◆ Exercise brief ◆
Which lines below contain the word "iter"? Copy each one.

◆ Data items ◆
________

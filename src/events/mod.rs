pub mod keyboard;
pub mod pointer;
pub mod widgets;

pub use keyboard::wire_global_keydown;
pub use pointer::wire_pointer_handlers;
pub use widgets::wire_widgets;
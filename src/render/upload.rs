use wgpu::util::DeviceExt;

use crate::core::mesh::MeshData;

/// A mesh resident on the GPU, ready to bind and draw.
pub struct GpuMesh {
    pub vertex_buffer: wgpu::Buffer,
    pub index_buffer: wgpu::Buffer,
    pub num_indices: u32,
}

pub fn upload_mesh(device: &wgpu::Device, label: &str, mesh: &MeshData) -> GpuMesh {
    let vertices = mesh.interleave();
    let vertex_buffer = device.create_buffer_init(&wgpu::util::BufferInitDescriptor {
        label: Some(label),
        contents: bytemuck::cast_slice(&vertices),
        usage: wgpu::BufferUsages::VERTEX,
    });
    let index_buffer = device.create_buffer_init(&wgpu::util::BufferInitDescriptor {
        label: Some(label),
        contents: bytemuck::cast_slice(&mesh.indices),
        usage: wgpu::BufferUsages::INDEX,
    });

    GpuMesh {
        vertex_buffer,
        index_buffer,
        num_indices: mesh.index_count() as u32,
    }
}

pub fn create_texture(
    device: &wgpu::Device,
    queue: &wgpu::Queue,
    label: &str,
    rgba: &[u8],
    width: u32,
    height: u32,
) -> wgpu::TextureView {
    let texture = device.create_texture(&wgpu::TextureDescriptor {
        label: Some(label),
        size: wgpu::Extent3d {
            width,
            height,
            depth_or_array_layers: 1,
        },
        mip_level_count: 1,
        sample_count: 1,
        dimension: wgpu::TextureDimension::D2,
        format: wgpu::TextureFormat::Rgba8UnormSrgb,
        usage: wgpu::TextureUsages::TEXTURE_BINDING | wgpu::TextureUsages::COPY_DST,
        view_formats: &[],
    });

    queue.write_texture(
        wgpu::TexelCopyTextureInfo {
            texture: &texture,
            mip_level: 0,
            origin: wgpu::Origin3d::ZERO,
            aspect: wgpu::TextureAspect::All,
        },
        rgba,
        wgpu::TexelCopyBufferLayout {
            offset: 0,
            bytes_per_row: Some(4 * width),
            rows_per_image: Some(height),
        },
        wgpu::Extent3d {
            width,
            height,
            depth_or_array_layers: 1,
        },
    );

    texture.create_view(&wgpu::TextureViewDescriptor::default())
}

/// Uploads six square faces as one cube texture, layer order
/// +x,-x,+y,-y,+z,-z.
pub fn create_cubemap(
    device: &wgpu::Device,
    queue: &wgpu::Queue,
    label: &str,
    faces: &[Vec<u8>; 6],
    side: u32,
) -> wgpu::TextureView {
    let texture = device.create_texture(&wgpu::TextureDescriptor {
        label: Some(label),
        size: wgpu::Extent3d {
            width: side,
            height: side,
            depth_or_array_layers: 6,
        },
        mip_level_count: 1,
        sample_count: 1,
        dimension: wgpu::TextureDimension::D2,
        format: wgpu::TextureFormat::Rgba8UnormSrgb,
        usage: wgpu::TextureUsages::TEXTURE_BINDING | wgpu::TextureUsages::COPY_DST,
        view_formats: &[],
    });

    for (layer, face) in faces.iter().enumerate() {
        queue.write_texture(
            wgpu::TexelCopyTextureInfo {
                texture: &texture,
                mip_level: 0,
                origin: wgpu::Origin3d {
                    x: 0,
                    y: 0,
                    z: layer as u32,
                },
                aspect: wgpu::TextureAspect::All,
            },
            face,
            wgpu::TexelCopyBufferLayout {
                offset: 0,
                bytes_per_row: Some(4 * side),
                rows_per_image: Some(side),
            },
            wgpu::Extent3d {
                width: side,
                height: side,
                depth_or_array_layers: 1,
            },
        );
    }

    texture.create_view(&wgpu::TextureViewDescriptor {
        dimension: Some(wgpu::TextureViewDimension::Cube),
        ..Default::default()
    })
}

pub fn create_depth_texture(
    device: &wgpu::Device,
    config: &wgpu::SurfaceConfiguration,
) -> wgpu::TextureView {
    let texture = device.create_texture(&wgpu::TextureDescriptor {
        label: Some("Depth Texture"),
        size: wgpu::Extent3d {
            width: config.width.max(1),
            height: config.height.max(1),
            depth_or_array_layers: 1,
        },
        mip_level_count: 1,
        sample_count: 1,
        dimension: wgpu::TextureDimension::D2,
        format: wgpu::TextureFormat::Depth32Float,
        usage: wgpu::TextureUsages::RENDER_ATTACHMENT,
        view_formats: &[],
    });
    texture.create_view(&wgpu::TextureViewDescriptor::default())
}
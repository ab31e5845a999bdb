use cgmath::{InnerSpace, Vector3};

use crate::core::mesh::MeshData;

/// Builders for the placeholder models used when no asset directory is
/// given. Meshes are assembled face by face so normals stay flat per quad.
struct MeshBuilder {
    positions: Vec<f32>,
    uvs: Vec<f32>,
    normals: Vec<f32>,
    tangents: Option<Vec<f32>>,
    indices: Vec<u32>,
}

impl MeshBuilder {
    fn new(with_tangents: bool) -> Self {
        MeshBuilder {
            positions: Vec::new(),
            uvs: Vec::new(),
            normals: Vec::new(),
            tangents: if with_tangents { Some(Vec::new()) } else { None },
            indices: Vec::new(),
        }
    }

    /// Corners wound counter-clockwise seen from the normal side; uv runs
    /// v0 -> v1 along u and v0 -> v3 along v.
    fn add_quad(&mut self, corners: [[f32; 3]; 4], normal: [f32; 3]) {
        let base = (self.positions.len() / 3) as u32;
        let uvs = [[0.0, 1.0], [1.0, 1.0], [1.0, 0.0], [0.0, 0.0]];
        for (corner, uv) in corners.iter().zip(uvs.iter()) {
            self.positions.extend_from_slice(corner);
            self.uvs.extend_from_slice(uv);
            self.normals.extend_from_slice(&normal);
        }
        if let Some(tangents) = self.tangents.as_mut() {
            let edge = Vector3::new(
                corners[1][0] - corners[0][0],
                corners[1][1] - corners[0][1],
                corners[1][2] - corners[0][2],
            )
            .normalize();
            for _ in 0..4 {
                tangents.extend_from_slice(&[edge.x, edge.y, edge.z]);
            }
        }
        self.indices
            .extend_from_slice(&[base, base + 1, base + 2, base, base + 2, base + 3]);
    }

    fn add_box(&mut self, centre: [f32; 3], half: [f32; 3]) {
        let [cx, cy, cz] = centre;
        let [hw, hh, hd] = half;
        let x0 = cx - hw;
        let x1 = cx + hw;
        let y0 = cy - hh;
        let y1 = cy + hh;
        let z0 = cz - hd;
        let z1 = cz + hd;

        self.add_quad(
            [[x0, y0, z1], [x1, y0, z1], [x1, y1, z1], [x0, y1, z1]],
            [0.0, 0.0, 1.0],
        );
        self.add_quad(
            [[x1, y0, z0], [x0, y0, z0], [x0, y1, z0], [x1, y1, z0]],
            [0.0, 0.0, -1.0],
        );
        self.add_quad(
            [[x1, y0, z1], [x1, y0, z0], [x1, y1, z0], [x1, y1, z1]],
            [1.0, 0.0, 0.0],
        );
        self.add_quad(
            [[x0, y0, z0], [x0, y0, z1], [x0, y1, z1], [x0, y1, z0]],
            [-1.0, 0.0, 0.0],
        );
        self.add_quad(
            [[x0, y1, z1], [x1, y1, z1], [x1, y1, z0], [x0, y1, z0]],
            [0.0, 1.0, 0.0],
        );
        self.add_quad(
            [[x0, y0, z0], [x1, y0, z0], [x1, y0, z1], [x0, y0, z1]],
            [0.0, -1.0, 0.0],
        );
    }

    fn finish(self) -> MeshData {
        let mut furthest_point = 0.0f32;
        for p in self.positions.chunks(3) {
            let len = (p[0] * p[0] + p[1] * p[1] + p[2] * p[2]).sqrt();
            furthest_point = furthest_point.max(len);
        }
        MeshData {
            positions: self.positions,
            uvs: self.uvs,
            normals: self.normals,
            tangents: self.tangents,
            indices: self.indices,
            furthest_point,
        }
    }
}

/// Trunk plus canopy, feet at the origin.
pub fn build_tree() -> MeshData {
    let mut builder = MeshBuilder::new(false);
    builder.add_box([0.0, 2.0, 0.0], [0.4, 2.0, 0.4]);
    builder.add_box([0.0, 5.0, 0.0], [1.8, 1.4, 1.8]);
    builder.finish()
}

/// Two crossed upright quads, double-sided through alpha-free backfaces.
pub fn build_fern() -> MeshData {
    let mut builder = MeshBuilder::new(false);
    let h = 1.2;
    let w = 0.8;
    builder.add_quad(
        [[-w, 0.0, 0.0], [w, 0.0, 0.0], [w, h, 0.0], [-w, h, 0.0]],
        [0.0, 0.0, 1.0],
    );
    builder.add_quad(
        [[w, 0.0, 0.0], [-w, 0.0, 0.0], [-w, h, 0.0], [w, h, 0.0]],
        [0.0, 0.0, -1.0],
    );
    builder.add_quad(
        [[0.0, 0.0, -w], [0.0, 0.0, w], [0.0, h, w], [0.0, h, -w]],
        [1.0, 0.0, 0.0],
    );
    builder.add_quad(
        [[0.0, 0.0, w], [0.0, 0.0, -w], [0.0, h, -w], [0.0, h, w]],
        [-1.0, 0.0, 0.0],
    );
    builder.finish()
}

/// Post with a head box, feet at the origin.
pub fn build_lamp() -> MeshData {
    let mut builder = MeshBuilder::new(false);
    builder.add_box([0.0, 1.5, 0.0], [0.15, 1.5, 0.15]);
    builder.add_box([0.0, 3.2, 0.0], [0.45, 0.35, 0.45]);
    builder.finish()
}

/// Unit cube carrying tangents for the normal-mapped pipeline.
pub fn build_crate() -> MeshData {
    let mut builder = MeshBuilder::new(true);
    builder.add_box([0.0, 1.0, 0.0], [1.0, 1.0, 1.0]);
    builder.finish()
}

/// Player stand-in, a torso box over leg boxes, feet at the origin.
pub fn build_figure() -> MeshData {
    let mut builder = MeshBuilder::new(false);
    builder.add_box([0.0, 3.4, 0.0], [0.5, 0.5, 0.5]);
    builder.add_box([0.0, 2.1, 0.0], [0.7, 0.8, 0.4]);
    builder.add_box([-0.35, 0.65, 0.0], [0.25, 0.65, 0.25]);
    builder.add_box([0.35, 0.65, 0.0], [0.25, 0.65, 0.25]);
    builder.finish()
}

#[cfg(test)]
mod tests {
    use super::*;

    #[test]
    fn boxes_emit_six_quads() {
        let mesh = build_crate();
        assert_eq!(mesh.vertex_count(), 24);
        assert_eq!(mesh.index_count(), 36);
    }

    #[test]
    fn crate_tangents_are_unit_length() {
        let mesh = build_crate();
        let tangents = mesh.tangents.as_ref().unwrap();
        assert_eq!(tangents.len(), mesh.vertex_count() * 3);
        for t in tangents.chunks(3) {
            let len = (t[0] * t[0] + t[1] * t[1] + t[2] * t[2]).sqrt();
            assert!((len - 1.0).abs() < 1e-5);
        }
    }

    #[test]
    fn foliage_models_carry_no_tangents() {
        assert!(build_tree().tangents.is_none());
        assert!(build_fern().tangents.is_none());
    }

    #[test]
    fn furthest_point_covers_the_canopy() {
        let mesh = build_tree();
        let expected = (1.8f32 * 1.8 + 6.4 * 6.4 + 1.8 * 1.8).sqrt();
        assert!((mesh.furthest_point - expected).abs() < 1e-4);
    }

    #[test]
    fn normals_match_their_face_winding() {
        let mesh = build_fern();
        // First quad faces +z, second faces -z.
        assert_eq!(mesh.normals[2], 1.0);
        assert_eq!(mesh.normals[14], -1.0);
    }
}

________

◆ Answer space ◆
    for (layer, face) in faces.iter().enumerate() {
        for (corner, uv) in corners.iter().zip(uvs.iter()) {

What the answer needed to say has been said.